LamD Inhibits Topoisomerase Activity: A Potential Target for Anti-Cancer Drugs

Researchers have discovered that LamD, a promising anti-cancer drug candidate, inhibits the activity of topoisomerase enzymes through a unique mechanism. They observed that the carbonyl group on the LamD inner lipid ring, along with the hydroxyl groups on C-8 and C-20, interact with three key binding sites (Arg 364, Asn 722, Glu 356) within the Topo I binding pocket, forming a ternary complex. This interaction strengthens the binding of Topo I to the DNA-LamD complex, boosting its ability to cleave and re-ligate the DNA strand.

Furthermore, the researchers found that LamD can also inhibit the activity of Topo II, another type of topoisomerase enzyme crucial for DNA replication and transcription.
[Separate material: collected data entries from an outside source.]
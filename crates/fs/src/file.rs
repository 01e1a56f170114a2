//! 打开的文件
//!
//! 在 [`InodeHandle`] 之上加一个读写位置和一个打开者自己的禁写标记。
//! 文件关闭（析构）时会撤销它自己施加的禁写。

use crate::error::{FsError, FsResult};
use crate::inode::InodeHandle;

/// 已打开的文件
pub struct File {
    inode: InodeHandle,
    pos: usize,
    deny_write: bool,
}

impl File {
    /// 以文件方式打开 inode，目录会被拒绝
    pub fn open(inode: InodeHandle) -> FsResult<Self> {
        if inode.is_dir() {
            return Err(FsError::IsDirectory);
        }
        Ok(Self {
            inode,
            pos: 0,
            deny_write: false,
        })
    }

    /// 重新打开同一 inode，得到独立的读写位置
    pub fn reopen(&self) -> Self {
        Self {
            inode: self.inode.clone(),
            pos: 0,
            deny_write: false,
        }
    }

    /// 复制打开的文件：位置相同，本文件施加了禁写时副本也施加一次
    pub fn duplicate(&self) -> FsResult<Self> {
        let mut copy = self.reopen();
        copy.pos = self.pos;
        if self.deny_write {
            copy.deny_write()?;
        }
        Ok(copy)
    }

    /// 本文件是否施加了禁写
    pub fn denies_write(&self) -> bool {
        self.deny_write
    }

    /// 底层 inode
    pub fn inode(&self) -> &InodeHandle {
        &self.inode
    }

    /// inode 编号（头扇区号）
    pub fn inumber(&self) -> u32 {
        self.inode.sector()
    }

    /// 文件长度
    pub fn len(&self) -> usize {
        self.inode.length()
    }

    /// 文件是否为空
    pub fn is_empty(&self) -> bool {
        self.len() == 0
    }

    /// 从当前位置读取并前移
    pub fn read(&mut self, buf: &mut [u8]) -> FsResult<usize> {
        let n = self.inode.read_at(self.pos, buf)?;
        self.pos += n;
        Ok(n)
    }

    /// 在当前位置写入并前移
    pub fn write(&mut self, buf: &[u8]) -> FsResult<usize> {
        let n = self.inode.write_at(self.pos, buf)?;
        self.pos += n;
        Ok(n)
    }

    /// 从指定偏移读取，不影响当前位置
    pub fn read_at(&self, offset: usize, buf: &mut [u8]) -> FsResult<usize> {
        self.inode.read_at(offset, buf)
    }

    /// 在指定偏移写入，不影响当前位置
    pub fn write_at(&self, offset: usize, buf: &[u8]) -> FsResult<usize> {
        self.inode.write_at(offset, buf)
    }

    /// 设置读写位置，允许越过文件末尾（之后的写入会留下零填充的空洞）
    pub fn seek(&mut self, pos: usize) {
        self.pos = pos;
    }

    /// 当前读写位置
    pub fn tell(&self) -> usize {
        self.pos
    }

    /// 禁止任何人写入该文件，直到本文件调用 [`allow_write`](Self::allow_write) 或被关闭
    pub fn deny_write(&mut self) -> FsResult<()> {
        if !self.deny_write {
            self.inode.deny_write()?;
            self.deny_write = true;
        }
        Ok(())
    }

    /// 撤销本文件施加的禁写
    pub fn allow_write(&mut self) -> FsResult<()> {
        if self.deny_write {
            self.inode.allow_write()?;
            self.deny_write = false;
        }
        Ok(())
    }
}

impl Drop for File {
    fn drop(&mut self) {
        if self.deny_write {
            if let Err(e) = self.inode.allow_write() {
                log::error!("file: releasing deny-write on {} failed: {:?}", self.inumber(), e);
            }
        }
    }
}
LamD binds to the ATPase domain of Topo II, preventing it from hydrolyzing ATP and hindering the enzyme from completing its catalytic cycle.

These findings strongly suggest that LamD employs a distinct mechanism in inhibiting topoisomerase enzymes. This unique action presents a promising avenue for the development of novel anti-cancer drugs. However, further research is essential to thoroughly understand the molecular details of LamD's interactions with topoisomerases and its potential therapeutic applications.